Binodoxys communis

Scientific classification
- Kingdom: Animalia
- Phylum: Arthropoda
- Clade: Pancrustacea
- Class: Insecta
- Order: Hymenoptera
- Family: Braconidae
- Genus: Binodoxys
- Species: B. communis
- Binomial name: Binodoxys communis (Gahan, 1926)

= Binodoxys communis =

- Genus: Binodoxys
- Species: communis
- Authority: (Gahan, 1926)

Species of wasp

Binodoxys communis is a parasitoid wasp of the genus Binodoxys. The genus Binodoxys is included in the subfamily Aphidiinae which are noted parasitoids of aphids.

== Description ==
The adults of Binodoxys communis are approximately 1.2 mm in length. This small braconid wasp has a brown head, antennae, legs, and thorax. The wing venation is brown and the wings are nearly hyaline. The first tergite, trochanters, and the base of the tibiae are yellow. The rest of the abdomen is brown.
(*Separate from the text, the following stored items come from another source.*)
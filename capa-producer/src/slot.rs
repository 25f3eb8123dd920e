use std::sync::{
    atomic::{AtomicBool, AtomicU64, Ordering},
    Arc,
};

use arc_swap::ArcSwapOption;
use parking_lot::Mutex;
use tokio::sync::mpsc;
use tracing::{debug, info, trace, warn};

use crate::{
    client::{completion_queue, Connector, Delivery, DeliveryError, DeliverySink, Record},
    stats::SlotCounters,
    EnqueueError, PacketBuffer, PoolError, Producer, SlotStats,
};

/// The outcome of one record, as handed to
/// [`ConnectionPool::poll_with`](crate::ConnectionPool::poll_with).
#[derive(Debug, Clone, PartialEq, Eq)]
pub struct DeliveryReport {
    /// The slot the record was sent on.
    pub slot: usize,
    /// Per-slot submission sequence number.
    pub seq: u64,
    /// The record key (capture timestamp in epoch microseconds).
    pub key: u64,
    /// Payload length in bytes.
    pub len: usize,
    /// `Ok` if the broker acknowledged the record.
    pub result: Result<(), DeliveryError>,
}

/// One entry of the pool: a broker-client handle, its completion queue and its counters.
pub(crate) struct Slot<P> {
    index: usize,
    /// The broker-client handle. `None` once the slot has been shut down.
    producer: ArcSwapOption<P>,
    /// Handed to replacement handles on reconnect.
    sink: DeliverySink,
    /// Completions written by the broker client. Taken on shutdown.
    completions: Mutex<Option<mpsc::UnboundedReceiver<Delivery>>>,
    counters: SlotCounters,
    next_seq: AtomicU64,
    /// Set while the broker client's local queue is full.
    backpressured: AtomicBool,
}

impl<P: Producer> Slot<P> {
    /// Creates slot `index`, connecting its broker-client handle.
    pub(crate) fn connect<C>(index: usize, connector: &C) -> Result<Self, C::Error>
    where
        C: Connector<Producer = P>,
    {
        let (sink, completions) = completion_queue(index);
        let producer = connector.connect(index, sink.clone())?;

        Ok(Self {
            index,
            producer: ArcSwapOption::from_pointee(producer),
            sink,
            completions: Mutex::new(Some(completions)),
            counters: SlotCounters::default(),
            next_seq: AtomicU64::new(0),
            backpressured: AtomicBool::new(false),
        })
    }

    /// Hands `buffers` to the broker client in order. Returns how many were consumed.
    ///
    /// Stops at the first buffer refused for lack of local queue space; that buffer and
    /// everything after it stay with the caller. Any other refusal counts the buffer as
    /// failed and consumed.
    pub(crate) fn send<C>(
        &self,
        buffers: &[PacketBuffer],
        connector: &C,
    ) -> Result<usize, PoolError>
    where
        C: Connector<Producer = P>,
    {
        let Some(mut producer) = self.producer.load_full() else {
            return Err(PoolError::NotInitialized);
        };

        let mut consumed = 0;
        for buffer in buffers {
            let seq = self.next_seq.fetch_add(1, Ordering::Relaxed);
            let record = Record::new(self.index, seq, buffer.clone());

            self.counters.reserve();
            match producer.try_send(record) {
                Ok(()) => self.counters.on_submitted(),
                Err(EnqueueError::QueueFull(record)) => {
                    self.counters.unreserve();
                    self.counters.on_backpressure();
                    drop(record);

                    if self.backpressured.swap(true, Ordering::Relaxed) {
                        trace!(slot = self.index, seq, consumed, "Local queue full");
                    } else {
                        warn!(slot = self.index, consumed, "Local queue full, pushing back");
                    }

                    return Ok(consumed);
                }
                Err(e) => {
                    // A reservation already abandoned by `close` was counted as failed there.
                    if self.counters.unreserve() {
                        self.counters.on_send_failed();
                    }
                    debug!(slot = self.index, seq, err = %e, "Broker client refused packet");

                    if matches!(e, EnqueueError::Closed(_)) {
                        if let Some(replacement) = self.reconnect(&producer, connector) {
                            producer = replacement;
                        }
                    }
                }
            }

            consumed += 1;
        }

        if consumed > 0 {
            self.backpressured.store(false, Ordering::Relaxed);
        }

        Ok(consumed)
    }

    /// Replaces a closed broker-client handle. Returns `None` if a new handle could not be
    /// created or the slot was shut down in the meantime.
    fn reconnect<C>(&self, closed: &Arc<P>, connector: &C) -> Option<Arc<P>>
    where
        C: Connector<Producer = P>,
    {
        let replacement = match connector.connect(self.index, self.sink.clone()) {
            Ok(producer) => Arc::new(producer),
            Err(e) => {
                warn!(slot = self.index, err = %e, "Failed to recreate broker client");
                return None;
            }
        };

        let current = Some(Arc::clone(closed));
        let previous = self.producer.compare_and_swap(&current, Some(Arc::clone(&replacement)));
        let swapped = match (&*previous, &current) {
            (Some(previous), Some(current)) => Arc::ptr_eq(previous, current),
            _ => false,
        };

        if !swapped {
            debug!(slot = self.index, "Slot changed while reconnecting, discarding new client");
            return None;
        }

        self.counters.on_reconnect();
        info!(slot = self.index, "Recreated broker client");
        Some(replacement)
    }

    /// Asks the broker client to transmit everything it holds back.
    pub(crate) fn flush(&self) {
        let producer = self.producer.load();
        if let Some(producer) = &*producer {
            producer.flush();
        }
    }

    /// Drains up to `budget` completions, calling `report` for each. Returns the number
    /// drained. Returns `0` without waiting if another thread is draining this slot.
    pub(crate) fn poll<F>(&self, budget: usize, report: &mut F) -> usize
    where
        F: FnMut(&DeliveryReport),
    {
        let Some(mut completions) = self.completions.try_lock() else {
            return 0;
        };
        let Some(rx) = completions.as_mut() else {
            return 0;
        };

        let mut drained = 0;
        while drained < budget {
            let Ok(delivery) = rx.try_recv() else {
                break;
            };

            self.complete(delivery, report);
            drained += 1;
        }

        drained
    }

    fn complete<F>(&self, delivery: Delivery, report: &mut F)
    where
        F: FnMut(&DeliveryReport),
    {
        let Delivery { record, result } = delivery;

        match result {
            Ok(()) => self.counters.on_delivered(record.len()),
            Err(ref e) => {
                self.counters.on_delivery_failed();
                debug!(slot = self.index, seq = record.seq(), err = %e, "Packet delivery failed");
            }
        }

        report(&DeliveryReport {
            slot: self.index,
            seq: record.seq(),
            key: record.key(),
            len: record.len(),
            result,
        });
    }

    /// Drops the broker-client handle, drains the completions it leaves behind and counts
    /// whatever is still unreported as failed. Returns the number of abandoned records.
    pub(crate) fn shutdown(&self) -> usize {
        drop(self.producer.swap(None));

        let mut completions = self.completions.lock();
        if let Some(mut rx) = completions.take() {
            while let Ok(delivery) = rx.try_recv() {
                self.complete(delivery, &mut |_| {});
            }
        }

        self.counters.abandon_in_flight()
    }

    #[inline]
    pub(crate) fn in_flight(&self) -> usize {
        self.counters.in_flight()
    }

    #[inline]
    pub(crate) fn stats(&self) -> SlotStats {
        self.counters.snapshot()
    }
}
Ovipositor sheaths and prongs are relatively lighter in color.

== Economic value ==
Binodoxys communis was released in the United States prior to 1979 to control Aphis gossypii (Glover), but establishment resulting from that release was questionable. Binodoxys communis was vetted and released in the United States again in 2007 to control the soybean aphid, Aphis glycines Matsumura.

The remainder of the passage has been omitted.